> **What is needed**
Please return every line below that contains the string "match".

> **Available data**
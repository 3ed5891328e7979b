//! Source records as delivered by the data service.
//!
//! Records are opaque field-value mappings. The timeline only reads the
//! handful of named fields it understands and ignores everything else.

use serde_json::{Map, Value};

use super::calendar::CalendarDate;

/// A single record from the store: field name to JSON value.
pub type Record = Map<String, Value>;

/// Collection holding story events.
pub const STORY_EVENTS: &str = "story_events";

/// Collection holding non-player characters.
pub const NSCS: &str = "nscs";

/// Collection holding campaign objects (items, artifacts).
pub const OBJECTS: &str = "objects";

/// Collection holding the single campaign state record.
pub const CAMPAIGN: &str = "campaign";

/// Field on the campaign record holding the current in-game date.
pub const CURRENT_DATE_FIELD: &str = "current_date";

/// Records fetched for one render pass, grouped by collection.
#[derive(Debug, Clone, Default)]
pub struct RecordSet {
    pub story_events: Vec<Record>,
    pub nscs: Vec<Record>,
    pub objects: Vec<Record>,
    /// Current campaign date, if the store provides one
    pub reference_date: Option<CalendarDate>,
}

impl RecordSet {
    /// Total number of source records (excluding campaign state).
    pub fn len(&self) -> usize {
        self.story_events.len() + self.nscs.len() + self.objects.len()
    }

    #[allow(dead_code)]
    pub fn is_empty(&self) -> bool {
        self.len() == 0
    }
}

/// Read a date field.
///
/// Accepts an object `{"year": .., "month": .., "day": ..}` or a string in
/// `YYYY-MM-DD` / `DD.MM.YYYY` form. Anything else (including out-of-range
/// components) reads as missing.
pub fn read_date(record: &Record, field: &str) -> Option<CalendarDate> {
    match record.get(field)? {
        Value::Object(obj) => {
            let year = obj.get("year")?.as_i64()?;
            let month = u8::try_from(obj.get("month")?.as_u64()?).ok()?;
            let day = u8::try_from(obj.get("day")?.as_u64()?).ok()?;
            CalendarDate::new(year, month, day)
        }
        Value::String(s) if !s.trim().is_empty() => s.parse().ok(),
        _ => None,
    }
}

/// Read a non-empty string field.
pub fn read_str<'a>(record: &'a Record, field: &str) -> Option<&'a str> {
    record
        .get(field)
        .and_then(Value::as_str)
        .map(str::trim)
        .filter(|s| !s.is_empty())
}

/// Read a boolean flag; missing or non-boolean values read as false.
pub fn read_flag(record: &Record, field: &str) -> bool {
    record.get(field).and_then(Value::as_bool).unwrap_or(false)
}

/// Read the record's identifier as a string, whether stored as text or number.
pub fn read_id(record: &Record) -> Option<String> {
    match record.get("id")? {
        Value::String(s) => Some(s.clone()),
        Value::Number(n) => Some(n.to_string()),
        _ => None,
    }
}

/// Encode a date as the object form understood by [`read_date`].
pub fn date_value(date: CalendarDate) -> Value {
    serde_json::json!({
        "year": date.year,
        "month": date.month,
        "day": date.day,
    })
}

#[cfg(test)]
mod tests {
    use super::*;
    use serde_json::json;

    fn record(value: Value) -> Record {
        match value {
            Value::Object(map) => map,
            _ => panic!("test record must be an object"),
        }
    }

    #[test]
    fn test_read_date_object_form() {
        let r = record(json!({ "start_date": { "year": 1027, "month": 6, "day": 15 } }));
        assert_eq!(
            read_date(&r, "start_date"),
            CalendarDate::new(1027, 6, 15)
        );
    }

    #[test]
    fn test_read_date_string_forms() {
        let r = record(json!({ "a": "1027-06-15", "b": "15.06.1027" }));
        assert_eq!(read_date(&r, "a"), CalendarDate::new(1027, 6, 15));
        assert_eq!(read_date(&r, "b"), CalendarDate::new(1027, 6, 15));
    }

    #[test]
    fn test_read_date_missing_or_invalid() {
        let r = record(json!({
            "null": null,
            "empty": "",
            "bad_month": { "year": 1027, "month": 13, "day": 1 },
            "no_day": { "year": 1027, "month": 1 },
            "number": 12
        }));
        assert_eq!(read_date(&r, "absent"), None);
        assert_eq!(read_date(&r, "null"), None);
        assert_eq!(read_date(&r, "empty"), None);
        assert_eq!(read_date(&r, "bad_month"), None);
        assert_eq!(read_date(&r, "no_day"), None);
        assert_eq!(read_date(&r, "number"), None);
    }

    #[test]
    fn test_read_date_rejects_huge_years() {
        let r = record(json!({
            "object": { "year": 100_000_000_000_000_000i64, "month": 1, "day": 1 },
            "iso": "100000000000000000-01-01",
            "dotted": "01.01.-100000000000000000"
        }));
        assert_eq!(read_date(&r, "object"), None);
        assert_eq!(read_date(&r, "iso"), None);
        assert_eq!(read_date(&r, "dotted"), None);
    }

    #[test]
    fn test_read_flag_and_str() {
        let r = record(json!({ "is_active": true, "name": "  Alrik ", "blank": " " }));
        assert!(read_flag(&r, "is_active"));
        assert!(!read_flag(&r, "missing"));
        assert_eq!(read_str(&r, "name"), Some("Alrik"));
        assert_eq!(read_str(&r, "blank"), None);
    }

    #[test]
    fn test_read_id_accepts_numbers() {
        assert_eq!(read_id(&record(json!({ "id": 7 }))), Some("7".to_string()));
        assert_eq!(
            read_id(&record(json!({ "id": "evt-1" }))),
            Some("evt-1".to_string())
        );
        assert_eq!(read_id(&record(json!({}))), None);
    }

    #[test]
    fn test_date_value_round_trips() {
        let d = CalendarDate::new(1027, 2, 3).unwrap();
        let r = record(json!({ "d": date_value(d) }));
        assert_eq!(read_date(&r, "d"), Some(d));
    }
}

> **Response below**
    match record.get(field)? {
    match record.get("id")? {
        match value {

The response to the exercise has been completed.